*Action item*: From the data that follows, print exactly the lines starting at the one containing "pub use use_map::use_leaflet_map;" and ending at the one containing "use super::GeoPosition;"; include both of them and nothing more.

*Input material*:

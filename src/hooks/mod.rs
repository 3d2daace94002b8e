pub mod use_router;
pub mod use_map;
pub mod use_create_point;

pub use use_router::{use_navigator, use_router, Navigator};
pub use use_map::use_leaflet_map;
pub use use_create_point::{use_create_point, UseCreatePointHandle};
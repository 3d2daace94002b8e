use serde::Serialize;
use std::str::FromStr;

use super::GeoPosition;

/// Campo de texto del formulario, identificado por el atributo `name` del input
#[derive(Debug, Clone, Copy, PartialEq, Eq)]
pub enum FormField {
    Name,
    Email,
    Whatsapp,
}

impl FormField {
    pub fn input_name(&self) -> &'static str {
        match self {
            FormField::Name => "name",
            FormField::Email => "email",
            FormField::Whatsapp => "whatsapp",
        }
    }
}

impl FromStr for FormField {
    type Err = String;

    fn from_str(name: &str) -> Result<Self, Self::Err> {
        match name {
            "name" => Ok(FormField::Name),
            "email" => Ok(FormField::Email),
            "whatsapp" => Ok(FormField::Whatsapp),
            other => Err(format!("Campo desconocido: {}", other)),
        }
    }
}

#[derive(Debug, Clone, PartialEq, Default)]
pub struct FormFields {
    pub name: String,
    pub email: String,
    pub whatsapp: String,
}

impl FormFields {
    /// Copia con un único campo reemplazado
    pub fn with_field(&self, field: FormField, value: String) -> Self {
        let mut next = self.clone();
        match field {
            FormField::Name => next.name = value,
            FormField::Email => next.email = value,
            FormField::Whatsapp => next.whatsapp = value,
        }
        next
    }
}

/// Ids de items seleccionados, en orden de selección y sin duplicados
#[derive(Debug, Clone, PartialEq, Default)]
pub struct SelectedItems(Vec<u32>);

impl SelectedItems {
    /// Quita el id si ya estaba, si no lo añade al final
    pub fn toggle(&mut self, id: u32) {
        match self.0.iter().position(|selected| *selected == id) {
            Some(index) => {
                self.0.remove(index);
            }
            None => self.0.push(id),
        }
    }

    pub fn contains(&self, id: u32) -> bool {
        self.0.contains(&id)
    }

    pub fn ids(&self) -> &[u32] {
        &self.0
    }
}

/// Body de `POST /points`
#[derive(Debug, Clone, PartialEq, Serialize)]
pub struct SubmissionPayload {
    pub name: String,
    pub email: String,
    pub whatsapp: String,
    pub uf: String,
    pub city: String,
    pub latitude: f64,
    pub longitude: f64,
    pub items: Vec<u32>,
}

impl SubmissionPayload {
    pub fn new(
        fields: &FormFields,
        uf: &str,
        city: &str,
        position: GeoPosition,
        items: &SelectedItems,
    ) -> Self {
        Self {
            name: fields.name.clone(),
            email: fields.email.clone(),
            whatsapp: fields.whatsapp.clone(),
            uf: uf.to_string(),
            city: city.to_string(),
            latitude: position.latitude,
            longitude: position.longitude,
            items: items.ids().to_vec(),
        }
    }
}

#[cfg(test)]
mod tests {
    use super::*;
    use std::collections::HashMap;

    #[test]
    fn form_field_parses_input_names() {
        for field in [FormField::Name, FormField::Email, FormField::Whatsapp] {
            assert_eq!(field.input_name().parse::<FormField>(), Ok(field));
        }
        assert!("telefone".parse::<FormField>().is_err());
    }

    #[test]
    fn with_field_keeps_other_fields() {
        let fields = FormFields::default()
            .with_field(FormField::Name, "Ana".into())
            .with_field(FormField::Email, "ana@ecoleta.com".into());
        let updated = fields.with_field(FormField::Whatsapp, "11999990000".into());

        assert_eq!(fields.whatsapp, "");
        assert_eq!(updated.name, "Ana");
        assert_eq!(updated.email, "ana@ecoleta.com");
        assert_eq!(updated.whatsapp, "11999990000");
    }

    #[test]
    fn toggle_keeps_ids_clicked_an_odd_number_of_times() {
        let clicks = [4, 1, 4, 2, 1, 1, 6, 2, 4, 4, 4];
        let mut selected = SelectedItems::default();
        let mut counts: HashMap<u32, usize> = HashMap::new();
        for id in clicks {
            selected.toggle(id);
            *counts.entry(id).or_default() += 1;
        }

        let mut expected: Vec<u32> = counts
            .into_iter()
            .filter(|(_, count)| count % 2 == 1)
            .map(|(id, _)| id)
            .collect();
        expected.sort();
        let mut actual = selected.ids().to_vec();
        actual.sort();
        actual.dedup();

        assert_eq!(actual.len(), selected.ids().len());
        assert_eq!(actual, expected);
    }

    #[test]
    fn toggle_appends_in_click_order() {
        let mut selected = SelectedItems::default();
        selected.toggle(5);
        selected.toggle(2);
        selected.toggle(9);
        selected.toggle(2);
        assert_eq!(selected.ids(), &[5, 9]);
        assert!(!selected.contains(2));
    }

    #[test]
    fn payload_serializes_with_backend_field_names() {
        let fields = FormFields::default().with_field(FormField::Name, "Ana".into());
        let mut items = SelectedItems::default();
        items.toggle(3);
        let payload = SubmissionPayload::new(
            &fields,
            "SP",
            "Campinas",
            GeoPosition::new(-23.5, -46.6),
            &items,
        );

        assert_eq!(
            serde_json::to_value(&payload).unwrap(),
            serde_json::json!({
                "name": "Ana",
                "email": "",
                "whatsapp": "",
                "uf": "SP",
                "city": "Campinas",
                "latitude": -23.5,
                "longitude": -46.6,
                "items": [3]
            })
        );
    }
}
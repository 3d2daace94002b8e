// Utils compartidos

pub mod constants;
pub mod leaflet_ffi;

pub use constants::*;
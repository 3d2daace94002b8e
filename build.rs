use std::env;
use std::fs;
use std::path::Path;

/// Claves que la app lee con `option_env!` (ver src/config.rs)
const CONFIG_KEYS: &[&str] = &[
    "BACKEND_URL",
    "IBGE_URL",
    "ENABLE_LOGGING",
    "SURFACE_LOAD_ERRORS",
    "MAP_ZOOM",
    "MAP_TILE_URL",
];

fn main() {
    println!("cargo:rerun-if-changed=build.rs");
    println!("cargo:rerun-if-changed=.env");
    for key in CONFIG_KEYS {
        println!("cargo:rerun-if-env-changed={}", key);
    }

    let env_file = Path::new(".env");
    let Ok(contents) = fs::read_to_string(env_file) else {
        println!("cargo:warning=Sin archivo .env: se usan los valores por defecto (ver .env.example)");
        return;
    };

    for (key, value) in contents.lines().filter_map(parse_line) {
        if !CONFIG_KEYS.contains(&key) {
            println!("cargo:warning=Clave desconocida en .env: {}", key);
            continue;
        }
        // Las variables del entorno real tienen prioridad sobre .env
        if env::var(key).is_err() {
            println!("cargo:rustc-env={}={}", key, value);
        }
    }
}

/// `KEY=VALUE`, ignorando comentarios, líneas vacías y comillas alrededor del valor
fn parse_line(line: &str) -> Option<(&str, &str)> {
    let line = line.trim();
    if line.is_empty() || line.starts_with('#') {
        return None;
    }
    let (key, value) = line.split_once('=')?;
    let value = value.trim().trim_matches('"');
    Some((key.trim(), value))
}
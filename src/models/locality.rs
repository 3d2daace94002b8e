use serde::{Deserialize, Serialize};

/// UF tal como la devuelve el IBGE (`/estados`)
#[derive(Debug, Clone, PartialEq, Serialize, Deserialize)]
pub struct Region {
    #[serde(rename = "sigla")]
    pub code: String,
    #[serde(rename = "nome")]
    pub name: String,
}

/// Município de una UF (`/estados/{sigla}/municipios`)
#[derive(Debug, Clone, PartialEq, Serialize, Deserialize)]
pub struct City {
    pub id: u64,
    #[serde(rename = "nome")]
    pub name: String,
}

#[cfg(test)]
mod tests {
    use super::*;

    #[test]
    fn region_ignores_extra_ibge_fields() {
        let json = r#"[
            { "id": 12, "sigla": "AC", "nome": "Acre", "regiao": { "id": 1, "sigla": "N", "nome": "Norte" } },
            { "id": 35, "sigla": "SP", "nome": "São Paulo", "regiao": { "id": 3, "sigla": "SE", "nome": "Sudeste" } }
        ]"#;
        let regions: Vec<Region> = serde_json::from_str(json).unwrap();
        assert_eq!(
            regions,
            vec![
                Region { code: "AC".into(), name: "Acre".into() },
                Region { code: "SP".into(), name: "São Paulo".into() },
            ]
        );
    }

    #[test]
    fn city_reads_ibge_municipio() {
        let json = r#"{ "id": 3509502, "nome": "Campinas", "microrregiao": { "id": 35032 } }"#;
        let city: City = serde_json::from_str(json).unwrap();
        assert_eq!(city, City { id: 3509502, name: "Campinas".into() });
    }
}
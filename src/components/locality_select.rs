use web_sys::HtmlSelectElement;
use yew::prelude::*;

use crate::utils::constants::NONE_SELECTED;

#[derive(Clone, PartialEq)]
pub struct SelectOption {
    pub value: String,
    pub label: String,
}

#[derive(Properties, PartialEq)]
pub struct LocalitySelectProps {
    pub id: AttrValue,
    pub label: AttrValue,
    pub options: Vec<SelectOption>,
    pub selected: String,
    pub on_change: Callback<String>,
}

/// Select con opción "Selecione" (valor "0") delante de las opciones
#[function_component(LocalitySelect)]
pub fn locality_select(props: &LocalitySelectProps) -> Html {
    let onchange = props.on_change.reform(|e: Event| {
        e.target_unchecked_into::<HtmlSelectElement>().value()
    });

    html! {
        <div class="field">
            <label for={props.id.clone()}>{ props.label.clone() }</label>
            <select name={props.id.clone()} id={props.id.clone()} {onchange}>
                <option value={NONE_SELECTED} selected={props.selected == NONE_SELECTED}>{"Selecione"}</option>
                { for props.options.iter().map(|option| html! {
                    <option
                        key={option.value.clone()}
                        value={option.value.clone()}
                        selected={props.selected == option.value}
                    >
                        { option.label.clone() }
                    </option>
                }) }
            </select>
        </div>
    }
}
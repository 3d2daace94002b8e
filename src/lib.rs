// ============================================================================
// E-COLETA - Registro de pontos de coleta (Yew + WASM)
// ============================================================================
// - Components: vistas Yew (sin lógica)
// - Hooks: conectan componentes con ViewModels y servicios
// - ViewModels: estado + transiciones puras (testeables sin navegador)
// - Services: SOLO comunicación (backend, IBGE, geolocalización)
// - Models: estructuras serde compartidas con las APIs
// ============================================================================

pub mod components;
pub mod config;
pub mod hooks;
pub mod models;
pub mod services;
pub mod utils;
pub mod viewmodels;
use js_sys::{Promise, Reflect};
use wasm_bindgen::JsValue;
use wasm_bindgen_futures::JsFuture;

use super::error::ServiceError;
use crate::models::GeoPosition;

/// `navigator.geolocation.getCurrentPosition` como future. Un solo intento.
pub async fn current_position() -> Result<GeoPosition, ServiceError> {
    let geolocation = web_sys::window()
        .ok_or(ServiceError::Unavailable("window"))?
        .navigator()
        .geolocation()
        .map_err(|_| ServiceError::Unavailable("geolocation"))?;

    let promise = Promise::new(&mut |resolve, reject| {
        if let Err(e) = geolocation.get_current_position_with_error_callback(&resolve, Some(&reject)) {
            let _ = reject.call1(&JsValue::NULL, &e);
        }
    });

    let position = JsFuture::from(promise)
        .await
        .map_err(|e| ServiceError::Geolocation(js_error_message(&e)))?;

    // position.coords.{latitude,longitude} leídos por reflexión
    let coords = Reflect::get(&position, &JsValue::from_str("coords")).unwrap_or(JsValue::UNDEFINED);
    position_from_coords(read_number(&coords, "latitude"), read_number(&coords, "longitude"))
}

fn read_number(object: &JsValue, key: &str) -> Option<f64> {
    Reflect::get(object, &JsValue::from_str(key))
        .ok()
        .and_then(|value| value.as_f64())
}

fn position_from_coords(latitude: Option<f64>, longitude: Option<f64>) -> Result<GeoPosition, ServiceError> {
    match (latitude, longitude) {
        (Some(latitude), Some(longitude)) => Ok(GeoPosition::new(latitude, longitude)),
        _ => Err(ServiceError::Parse("posición sin coords.latitude/longitude".to_string())),
    }
}

fn js_error_message(error: &JsValue) -> String {
    Reflect::get(error, &JsValue::from_str("message"))
        .ok()
        .and_then(|message| message.as_string())
        .unwrap_or_else(|| format!("{:?}", error))
}
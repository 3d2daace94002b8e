use yew::prelude::*;

use crate::hooks::use_leaflet_map;
use crate::models::GeoPosition;
use crate::utils::constants::MAP_CONTAINER_ID;

#[derive(Properties, PartialEq)]
pub struct MapPickerProps {
    pub center: GeoPosition,
    pub marker: GeoPosition,
    pub on_click: Callback<GeoPosition>,
}

#[function_component(MapPicker)]
pub fn map_picker(props: &MapPickerProps) -> Html {
    use_leaflet_map(MAP_CONTAINER_ID, props.center, props.marker, props.on_click.clone());

    html! {
        <div id={MAP_CONTAINER_ID}></div>
    }
}
use yew::prelude::*;

use super::{CreatePoint, Home};
use crate::hooks::{use_router, Navigator};
use crate::models::Route;

#[function_component(App)]
pub fn app() -> Html {
    let navigator = use_router();

    let page = match navigator.route {
        Route::Home => html! { <Home /> },
        Route::CreatePoint => html! { <CreatePoint /> },
    };

    html! {
        <ContextProvider<Navigator> context={navigator}>
            { page }
        </ContextProvider<Navigator>>
    }
}
// ============================================================================
// API CLIENT - Backend de E-coleta (solo HTTP, sin estado)
// ============================================================================

use gloo_net::http::Request;

use super::error::{ensure_ok, ServiceError};
use crate::config::CONFIG;
use crate::models::item::ItemsResponse;
use crate::models::{CatalogItem, SubmissionPayload};

#[derive(Clone, Debug, PartialEq)]
pub struct ApiClient {
    base_url: String,
}

impl ApiClient {
    pub fn new() -> Self {
        Self::with_base_url(&CONFIG.backend_url)
    }

    pub fn with_base_url(base_url: &str) -> Self {
        Self {
            base_url: base_url.trim_end_matches('/').to_string(),
        }
    }

    pub fn items_url(&self) -> String {
        format!("{}/items", self.base_url)
    }

    pub fn points_url(&self) -> String {
        format!("{}/points", self.base_url)
    }

    /// Catálogo de items de coleta
    pub async fn fetch_items(&self) -> Result<Vec<CatalogItem>, ServiceError> {
        let response = Request::get(&self.items_url()).send().await?;
        let response = ensure_ok(response).await?;
        let body = response.json::<ItemsResponse>().await?;

        log::info!("♻️ [API] {} items de coleta recibidos", body.items.len());
        Ok(body.items)
    }

    /// Registrar un punto de coleta. El cuerpo de la respuesta no se usa.
    pub async fn create_point(&self, payload: &SubmissionPayload) -> Result<(), ServiceError> {
        log::info!(
            "📝 [API] Registrando punto '{}' en {}/{} con {} items",
            payload.name,
            payload.city,
            payload.uf,
            payload.items.len()
        );

        let response = Request::post(&self.points_url())
            .json(payload)
            .map_err(|e| ServiceError::Serialization(e.to_string()))?
            .send()
            .await?;
        ensure_ok(response).await?;

        log::info!("✅ [API] Punto registrado");
        Ok(())
    }
}

#[cfg(test)]
mod tests {
    use super::*;

    #[test]
    fn urls_are_built_from_base_without_trailing_slash() {
        let api = ApiClient::with_base_url("http://localhost:3333/");
        assert_eq!(api.items_url(), "http://localhost:3333/items");
        assert_eq!(api.points_url(), "http://localhost:3333/points");
    }
}
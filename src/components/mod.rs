pub mod app;
pub mod link;
pub mod home;
pub mod create_point;
pub mod map_picker;
pub mod locality_select;
pub mod item_grid;
pub mod confirmation_modal;

pub use app::App;
pub use link::Link;
pub use home::Home;
pub use create_point::CreatePoint;
pub use map_picker::MapPicker;
pub use locality_select::{LocalitySelect, SelectOption};
pub use item_grid::ItemGrid;
pub use confirmation_modal::ConfirmationModal;
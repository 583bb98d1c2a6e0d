//! HTTP API for health checks, status, and inspection

use crate::batch::{BatchCoordinator, BatchStats, TransactionBatch};
use crate::bridge::{BridgeStats, BridgeStatus, ChainId, CrossChainTransaction, TransferOrchestrator};
use crate::config::ApiConfig;
use crate::consensus::Validator;
use crate::error::{BridgeError, BridgeResult, ErrorKind};
use crate::security::{PauseInfo, SecurityEvent, SecurityStats};
use crate::state::BridgeRepository;

use axum::{
    extract::{Path, Query, State},
    http::StatusCode,
    response::{IntoResponse, Response},
    routing::get,
    Json, Router,
};
use chrono::{DateTime, Utc};
use serde::{Deserialize, Serialize};
use std::sync::Arc;
use tower_http::cors::{Any, CorsLayer};
use tower_http::trace::TraceLayer;
use tracing::info;

const DEFAULT_EVENT_LIMIT: usize = 100;

/// Shared application state
#[derive(Clone)]
pub struct AppState {
    pub orchestrator: Arc<TransferOrchestrator>,
    pub batches: Arc<BatchCoordinator>,
    pub repository: Arc<dyn BridgeRepository>,
    pub started_at: DateTime<Utc>,
}

impl AppState {
    pub fn new(
        orchestrator: Arc<TransferOrchestrator>,
        batches: Arc<BatchCoordinator>,
        repository: Arc<dyn BridgeRepository>,
    ) -> Self {
        Self {
            orchestrator,
            batches,
            repository,
            started_at: Utc::now(),
        }
    }
}

/// Build the router
pub fn router(state: AppState) -> Router {
    let cors = CorsLayer::new()
        .allow_origin(Any)
        .allow_methods(Any)
        .allow_headers(Any);

    Router::new()
        .route("/health", get(health_check))
        .route("/ready", get(readiness_check))
        .route("/status", get(get_status))
        .route("/stats", get(get_stats))
        .route("/transactions/:id", get(get_transaction))
        .route("/batches/:id", get(get_batch))
        .route("/validators", get(get_validators))
        .route("/security/events", get(get_security_events))
        .layer(TraceLayer::new_for_http())
        .layer(cors)
        .with_state(state)
}

/// Run the HTTP API server
pub async fn run_server(config: ApiConfig, state: AppState) -> BridgeResult<()> {
    let addr = format!("{}:{}", config.host, config.port);
    info!("Starting API server on {}", addr);

    let listener = tokio::net::TcpListener::bind(&addr)
        .await
        .map_err(|e| BridgeError::Config(format!("Failed to bind API server to {}: {}", addr, e)))?;
    axum::serve(listener, router(state))
        .await
        .map_err(|e| BridgeError::Internal(format!("API server error: {}", e)))?;

    Ok(())
}

/// Error body with a status derived from the error kind
struct ApiError(BridgeError);

impl From<BridgeError> for ApiError {
    fn from(e: BridgeError) -> Self {
        Self(e)
    }
}

impl IntoResponse for ApiError {
    fn into_response(self) -> Response {
        let kind = self.0.kind();
        let status = match kind {
            ErrorKind::NotFound => StatusCode::NOT_FOUND,
            ErrorKind::Validation => StatusCode::BAD_REQUEST,
            ErrorKind::State => StatusCode::CONFLICT,
            ErrorKind::Security | ErrorKind::Limit => StatusCode::FORBIDDEN,
            ErrorKind::Consensus => StatusCode::UNPROCESSABLE_ENTITY,
            ErrorKind::Config | ErrorKind::Internal => StatusCode::INTERNAL_SERVER_ERROR,
        };
        (
            status,
            Json(ErrorResponse {
                error: self.0.to_string(),
                kind: kind.as_str(),
            }),
        )
            .into_response()
    }
}

/// Health check endpoint - basic liveness
async fn health_check() -> impl IntoResponse {
    Json(HealthResponse {
        status: "ok".to_string(),
        version: env!("CARGO_PKG_VERSION").to_string(),
    })
}

/// Readiness check - repository reachable and enough validators for a quorum
async fn readiness_check(State(state): State<AppState>) -> impl IntoResponse {
    let repository = state.repository.health_check().await.is_ok();

    let consensus = state.orchestrator.consensus();
    let (_, active) = consensus.validator_counts().await;
    let quorum = active >= consensus.required_confirmations();

    let status = if repository && quorum {
        StatusCode::OK
    } else {
        StatusCode::SERVICE_UNAVAILABLE
    };
    (
        status,
        Json(ReadinessResponse {
            ready: repository && quorum,
            repository,
            quorum,
            active_validators: active,
        }),
    )
}

/// Get bridge status
async fn get_status(State(state): State<AppState>) -> impl IntoResponse {
    let security = state.orchestrator.security();

    Json(StatusResponse {
        version: env!("CARGO_PKG_VERSION").to_string(),
        uptime_seconds: (Utc::now() - state.started_at).num_seconds().max(0) as u64,
        bridge_status: state.orchestrator.status().await,
        emergency_pause: security.pause_info().await,
        supported_chains: state.orchestrator.supported_chains(),
        required_confirmations: state.orchestrator.consensus().required_confirmations(),
    })
}

/// Get bridge, batch and security statistics
async fn get_stats(State(state): State<AppState>) -> impl IntoResponse {
    Json(StatsResponse {
        bridge: state.orchestrator.stats().await,
        batches: state.batches.stats().await,
        security: state.orchestrator.security().stats().await,
    })
}

async fn get_transaction(
    State(state): State<AppState>,
    Path(id): Path<String>,
) -> Result<Json<CrossChainTransaction>, ApiError> {
    Ok(Json(state.orchestrator.get_transaction(&id).await?))
}

async fn get_batch(
    State(state): State<AppState>,
    Path(id): Path<String>,
) -> Result<Json<TransactionBatch>, ApiError> {
    Ok(Json(state.batches.get_batch(&id).await?))
}

async fn get_validators(State(state): State<AppState>) -> Json<Vec<Validator>> {
    Json(state.orchestrator.consensus().validators().await)
}

async fn get_security_events(
    State(state): State<AppState>,
    Query(query): Query<EventsQuery>,
) -> Json<Vec<SecurityEvent>> {
    let limit = query.limit.unwrap_or(DEFAULT_EVENT_LIMIT);
    Json(state.orchestrator.security().security_events(limit).await)
}

// Request and response types

#[derive(Deserialize)]
struct EventsQuery {
    limit: Option<usize>,
}

#[derive(Serialize)]
struct ErrorResponse {
    error: String,
    kind: &'static str,
}

#[derive(Serialize)]
struct HealthResponse {
    status: String,
    version: String,
}

#[derive(Serialize)]
struct ReadinessResponse {
    ready: bool,
    repository: bool,
    quorum: bool,
    active_validators: usize,
}

#[derive(Serialize)]
struct StatusResponse {
    version: String,
    uptime_seconds: u64,
    bridge_status: BridgeStatus,
    emergency_pause: Option<PauseInfo>,
    supported_chains: Vec<ChainId>,
    required_confirmations: usize,
}

#[derive(Serialize)]
struct StatsResponse {
    bridge: BridgeStats,
    batches: BatchStats,
    security: SecurityStats,
}
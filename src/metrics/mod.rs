//! Prometheus metrics for monitoring
//!
//! Exposes metrics for:
//! - Transfer lifecycle transitions
//! - Validator confirmations and membership
//! - Security events and rejected transfers
//! - Batch outcomes and dropped event notifications

use crate::error::{BridgeError, BridgeResult};

use axum::{http::StatusCode, routing::get, Router};
use lazy_static::lazy_static;
use prometheus::{
    register_counter_vec, register_gauge, register_gauge_vec, CounterVec, Encoder, Gauge,
    GaugeVec, TextEncoder,
};
use std::net::SocketAddr;
use tracing::info;

lazy_static! {
    // Transfer metrics
    pub static ref TRANSFERS_INITIATED: CounterVec = register_counter_vec!(
        "xchain_bridge_transfers_initiated_total",
        "Total transfers initiated",
        &["source_chain", "destination_chain"]
    ).unwrap();

    pub static ref TRANSFERS_REJECTED: CounterVec = register_counter_vec!(
        "xchain_bridge_transfers_rejected_total",
        "Total transfer requests rejected by error kind",
        &["kind"]
    ).unwrap();

    pub static ref TX_TRANSITIONS: CounterVec = register_counter_vec!(
        "xchain_bridge_transaction_transitions_total",
        "Total transaction status transitions",
        &["status"]
    ).unwrap();

    // Consensus metrics
    pub static ref CONFIRMATIONS_RECORDED: CounterVec = register_counter_vec!(
        "xchain_bridge_confirmations_recorded_total",
        "Total validator confirmations accepted",
        &["validator"]
    ).unwrap();

    pub static ref ACTIVE_VALIDATORS: Gauge = register_gauge!(
        "xchain_bridge_active_validators",
        "Number of active validators"
    ).unwrap();

    // Security metrics
    pub static ref SECURITY_EVENTS: CounterVec = register_counter_vec!(
        "xchain_bridge_security_events_total",
        "Total security events by type",
        &["event_type"]
    ).unwrap();

    pub static ref BRIDGE_PAUSED: Gauge = register_gauge!(
        "xchain_bridge_paused",
        "Emergency pause status (1=paused, 0=active)"
    ).unwrap();

    // Batch metrics
    pub static ref BATCHES: CounterVec = register_counter_vec!(
        "xchain_bridge_batches_total",
        "Total batch transitions by status",
        &["status"]
    ).unwrap();

    // Event bus metrics
    pub static ref EVENTS_DROPPED: CounterVec = register_counter_vec!(
        "xchain_bridge_events_dropped_total",
        "Event notifications dropped because a subscriber queue was full",
        &["topic"]
    ).unwrap();

    pub static ref DAILY_VOLUME_USED: GaugeVec = register_gauge_vec!(
        "xchain_bridge_daily_volume_used_ratio",
        "Fraction of the daily limit consumed",
        &["scope"]
    ).unwrap();
}

/// Prometheus metrics server
pub struct MetricsServer {
    port: u16,
}

impl MetricsServer {
    pub fn new(port: u16) -> Self {
        Self { port }
    }

    pub async fn run(&self) -> BridgeResult<()> {
        let app = Router::new().route("/metrics", get(metrics_handler));

        let addr = SocketAddr::from(([0, 0, 0, 0], self.port));
        info!("Starting metrics server on {}", addr);

        let listener = tokio::net::TcpListener::bind(&addr)
            .await
            .map_err(|e| BridgeError::Internal(format!("metrics bind {}: {}", addr, e)))?;
        axum::serve(listener, app)
            .await
            .map_err(|e| BridgeError::Internal(format!("metrics server: {}", e)))?;

        Ok(())
    }
}

async fn metrics_handler() -> Result<String, StatusCode> {
    let encoder = TextEncoder::new();
    let metric_families = prometheus::gather();
    let mut buffer = Vec::new();
    encoder
        .encode(&metric_families, &mut buffer)
        .map_err(|_| StatusCode::INTERNAL_SERVER_ERROR)?;
    String::from_utf8(buffer).map_err(|_| StatusCode::INTERNAL_SERVER_ERROR)
}

// Helper functions to record metrics

pub fn record_transfer_initiated(source_chain: &str, destination_chain: &str) {
    TRANSFERS_INITIATED
        .with_label_values(&[source_chain, destination_chain])
        .inc();
    TX_TRANSITIONS.with_label_values(&["pending"]).inc();
}

pub fn record_transfer_rejected(kind: &str) {
    TRANSFERS_REJECTED.with_label_values(&[kind]).inc();
}

pub fn record_tx_confirmed() {
    TX_TRANSITIONS.with_label_values(&["confirmed"]).inc();
}

pub fn record_tx_executed() {
    TX_TRANSITIONS.with_label_values(&["executed"]).inc();
}

pub fn record_tx_failed() {
    TX_TRANSITIONS.with_label_values(&["failed"]).inc();
}

pub fn record_confirmation(validator: &str) {
    CONFIRMATIONS_RECORDED.with_label_values(&[validator]).inc();
}

pub fn record_active_validators(count: usize) {
    ACTIVE_VALIDATORS.set(count as f64);
}

pub fn record_security_event(event_type: &str) {
    SECURITY_EVENTS.with_label_values(&[event_type]).inc();
}

pub fn record_bridge_paused(paused: bool) {
    BRIDGE_PAUSED.set(if paused { 1.0 } else { 0.0 });
}

pub fn record_batch(status: &str) {
    BATCHES.with_label_values(&[status]).inc();
}

pub fn record_event_dropped(topic: &str) {
    EVENTS_DROPPED.with_label_values(&[topic]).inc();
}

pub fn record_daily_volume(scope: &str, ratio: f64) {
    DAILY_VOLUME_USED.with_label_values(&[scope]).set(ratio);
}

*Problem solution*:
pub use use_map::use_leaflet_map;
pub use use_create_point::{use_create_point, UseCreatePointHandle};
repository 3d2daace94002b8e
use serde::Serialize;
use std::str::FromStr;

use super::GeoPosition;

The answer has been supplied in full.